Akademik Veri Yönetim Sistemi
Communications in Mathematics, cilt.33, sa.3, ss.1-18, 2025 (Scopus)
Let K[Xn ] = K[x1,…,xn] be the polynomial algebra in n variables over a field K of characteristic zero. A locally nilpotent linear derivation δ of K[Xn ] is called Weitzenböck due to his well known result from 1932 stating that the algebra of constants of δ defined by ker(δ) = K[Xn ]δ is finitely generated. The explicit form of a generating set of K[Xn,Yn]δ was conjectured by Nowicki in 1994 in the case δ was such that δ(yi ) = xi, δ(xi ) = 0, i = 1,…,n. Nowicki’s conjecture turned out to be true and, recently, has been applied to several relatively free associative algebras.
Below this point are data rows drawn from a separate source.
//! Per-instance context: state, timing, error budget, transition history

use std::sync::atomic::{AtomicBool, Ordering};
use std::sync::Arc;
use std::time::{Duration, Instant};
use tracing::{debug, warn};

use crate::core::{Error, Result, Severity};
use crate::machine::StrategyState;
use crate::perf::PerformanceRecorder;

/// Cooperative cancellation flag shared with the orchestrator.
#[derive(Debug, Clone, Default)]
pub struct CancelHandle(Arc<AtomicBool>);

impl CancelHandle {
    pub fn new() -> Self {
        Self::default()
    }

    pub fn cancel(&self) {
        self.0.store(true, Ordering::Release);
    }

    pub fn is_cancelled(&self) -> bool {
        self.0.load(Ordering::Acquire)
    }
}

/// Identity and limits of one instance.
#[derive(Debug, Clone)]
pub struct ContextSettings {
    pub strategy_id: String,
    pub max_execution_time: Duration,
    pub max_error_count: u32,
    pub transition_sla: Duration,
}

/// Mutable state of one running strategy instance.
///
/// Owned by its machine and written only from the machine's drive loop.
#[derive(Debug)]
pub struct StrategyContext<S: StrategyState> {
    strategy_id: String,
    strategy_type: &'static str,
    state: S,
    started_at: Instant,
    ended_at: Option<Instant>,
    handler_started: Instant,
    transition_count: u32,
    error_count: u32,
    max_error_count: u32,
    max_execution_time: Duration,
    last_error: Option<String>,
    last_severity: Option<Severity>,
    history: Vec<S>,
    result_emitted: bool,
    cancel: CancelHandle,
    recorder: PerformanceRecorder,
}

impl<S: StrategyState> StrategyContext<S> {
    pub fn new(strategy_type: &'static str, settings: ContextSettings) -> Self {
        let now = Instant::now();
        Self {
            strategy_id: settings.strategy_id,
            strategy_type,
            state: S::INITIAL,
            started_at: now,
            ended_at: None,
            handler_started: now,
            transition_count: 0,
            error_count: 0,
            max_error_count: settings.max_error_count,
            max_execution_time: settings.max_execution_time,
            last_error: None,
            last_severity: None,
            history: vec![S::INITIAL],
            result_emitted: false,
            cancel: CancelHandle::new(),
            recorder: PerformanceRecorder::new(settings.transition_sla),
        }
    }

    pub fn strategy_id(&self) -> &str {
        &self.strategy_id
    }

    pub fn strategy_type(&self) -> &'static str {
        self.strategy_type
    }

    pub fn state(&self) -> S {
        self.state
    }

    pub fn is_terminal(&self) -> bool {
        self.state.is_terminal()
    }

    /// Visited states, initial state first.
    pub fn history(&self) -> &[S] {
        &self.history
    }

    pub fn transition_count(&self) -> u32 {
        self.transition_count
    }

    pub fn error_count(&self) -> u32 {
        self.error_count
    }

    pub fn last_error(&self) -> Option<&str> {
        self.last_error.as_deref()
    }

    pub fn last_severity(&self) -> Option<Severity> {
        self.last_severity
    }

    pub fn cancel_handle(&self) -> CancelHandle {
        self.cancel.clone()
    }

    pub fn recorder(&self) -> &PerformanceRecorder {
        &self.recorder
    }

    pub fn recorder_mut(&mut self) -> &mut PerformanceRecorder {
        &mut self.recorder
    }

    pub fn max_execution_time(&self) -> Duration {
        self.max_execution_time
    }

    /// Elapsed run time, frozen once a terminal state is reached.
    pub fn execution_time(&self) -> Duration {
        match self.ended_at {
            Some(end) => end.duration_since(self.started_at),
            None => self.started_at.elapsed(),
        }
    }

    pub fn is_timeout(&self) -> bool {
        self.execution_time() >= self.max_execution_time
    }

    /// Time left before the whole-instance deadline.
    pub fn remaining(&self) -> Duration {
        self.max_execution_time.saturating_sub(self.execution_time())
    }

    /// Wall-clock instant at which the instance times out.
    pub fn deadline(&self) -> Option<Instant> {
        self.started_at.checked_add(self.max_execution_time)
    }

    /// `wanted`, cut down to what is left of the deadline.
    pub fn bounded(&self, wanted: Duration) -> Duration {
        wanted.min(self.remaining())
    }

    pub(crate) fn begin_handler(&mut self) {
        self.handler_started = Instant::now();
    }

    pub(crate) fn result_emitted(&self) -> bool {
        self.result_emitted
    }

    pub(crate) fn mark_result_emitted(&mut self) {
        self.result_emitted = true;
    }

    /// Move to `next` if the state table allows it.
    ///
    /// Past the deadline every transition other than to Error or Cancelled
    /// is redirected to Error and reported as a timeout.
    pub fn transition_to(&mut self, next: S, reason: &str) -> Result<()> {
        let from = self.state;
        if !from.can_transition_to(next) {
            return Err(Error::InvalidTransition {
                from: from.name(),
                to: next.name(),
            });
        }

        if self.is_timeout() && next != S::ERROR && next != S::CANCELLED {
            let elapsed = self.execution_time();
            self.commit(S::ERROR, "execution deadline exceeded");
            return Err(Error::Timeout(format!(
                "{} ran {}ms of {}ms before entering {}",
                self.strategy_id,
                elapsed.as_millis(),
                self.max_execution_time.as_millis(),
                next.name()
            )));
        }

        self.commit(next, reason);
        Ok(())
    }

    /// Enter a terminal failure state from anywhere non-terminal.
    pub(crate) fn force(&mut self, terminal: S, reason: &str) {
        if !self.state.is_terminal() {
            self.commit(terminal, reason);
        }
    }

    fn commit(&mut self, next: S, reason: &str) {
        let from = self.state;
        let handler_latency = self.handler_started.elapsed();
        self.recorder
            .record_transition(from.name(), next.name(), reason, handler_latency);

        self.state = next;
        self.transition_count += 1;
        self.history.push(next);
        if next.is_terminal() {
            self.ended_at = Some(Instant::now());
        }

        debug!(
            strategy_id = %self.strategy_id,
            from = from.name(),
            to = next.name(),
            "{}",
            reason
        );
    }

    /// Remember an error that ends the instance.
    pub fn record_error(&mut self, err: &Error) {
        self.error_count += 1;
        self.last_error = Some(err.to_string());
        self.last_severity = Some(err.severity());
    }

    /// Absorb a recoverable handler error, or hand it back when it is not
    /// recoverable or the error budget is spent.
    pub fn tolerate(&mut self, err: Error) -> Result<()> {
        if err.severity() != Severity::Recoverable {
            return Err(err);
        }
        self.error_count += 1;
        self.last_error = Some(err.to_string());
        if self.error_count > self.max_error_count {
            return Err(err);
        }
        warn!(
            strategy_id = %self.strategy_id,
            "recoverable error {}/{}: {}",
            self.error_count,
            self.max_error_count,
            err
        );
        Ok(())
    }
}
use std::collections::HashMap;
use std::path::PathBuf;
use std::sync::Arc;

use anyhow::Context;
use tracing_subscriber::fmt;

use aleph_fsm::exchanges::PaperExchange;
use aleph_fsm::registry::{collect_results, StrategyDeps, StrategyLaunch, StrategyRegistry};
use aleph_fsm::{EngineConfig, Exchange};

#[tokio::main]
async fn main() -> anyhow::Result<()> {
    dotenv::dotenv().ok();

    // 1. Config, read first so the log filter can come from it
    let (config, fallback) = match std::env::var("ALEPH_FSM_CONFIG") {
        Ok(path) => {
            let path = PathBuf::from(path);
            let config = EngineConfig::load(&path).with_context(|| format!("loading {}", path.display()))?;
            (config, None)
        }
        Err(_) => EngineConfig::load_default(),
    };

    // 2. Logger
    fmt()
        .with_env_filter(config.engine.log_filter())
        .with_target(true)
        .with_thread_ids(false)
        .with_level(true)
        .init();

    tracing::info!("🦀 AlephFSM starting (paper mode)...");
    match fallback {
        Some(e) => tracing::warn!("⚠️ No usable config.toml ({}), using defaults", e),
        None => tracing::info!("📋 Config loaded ({} strategies)", config.strategies.len()),
    }

    // 3. Paper venues
    let mut venues: HashMap<String, Arc<dyn Exchange>> = HashMap::new();
    for venue in &config.venues {
        let paper = PaperExchange::from_config(venue);
        tracing::info!("📡 paper venue {} ({} seeded quotes)", venue.name, venue.quotes.len());
        venues.insert(venue.name.clone(), Arc::new(paper));
    }
    let deps = StrategyDeps::from_config(&config, venues);

    // 4. Strategies
    let registry = StrategyRegistry::with_builtin();
    let mut handles = Vec::with_capacity(config.strategies.len());
    for entry in &config.strategies {
        let launch = StrategyLaunch::from_entry(entry, &config.engine);
        let mut runner = registry
            .create(&entry.kind, launch, &deps)
            .with_context(|| format!("creating strategy '{}'", entry.kind))?;
        tracing::info!("▶️ launching {} ({})", runner.strategy_id(), runner.strategy_type());
        handles.push(tokio::spawn(async move { runner.run().await }));
    }

    if handles.is_empty() {
        tracing::warn!("⚠️ no strategies configured, nothing to do");
        return Ok(());
    }
    tracing::info!("⏳ {} strategies running", handles.len());

    // 5. Results
    let (results, lost) = collect_results(handles).await;
    let mut failures = lost;
    for result in &results {
        if !result.success {
            failures += 1;
        }
        println!("{}", serde_json::to_string_pretty(result)?);
    }

    if failures > 0 {
        tracing::warn!("⚠️ {} strategies did not complete successfully", failures);
    } else {
        tracing::info!("✅ all strategies completed");
    }
    Ok(())
}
In this paper, we consider the free Lie algebra L(x,y) of rank 2 generated by x and y over K and we assume the Weitzenböck derivation δ sending y to x, and x to zero. We introduce the idea of pseudodeterminants and we present a characterization of Hall monomials that are constants showing they are not so far from being pseudodeterminants. We also give a complete list of generators of the constants of degree less than 7 which are, of course, pseudodeterminants.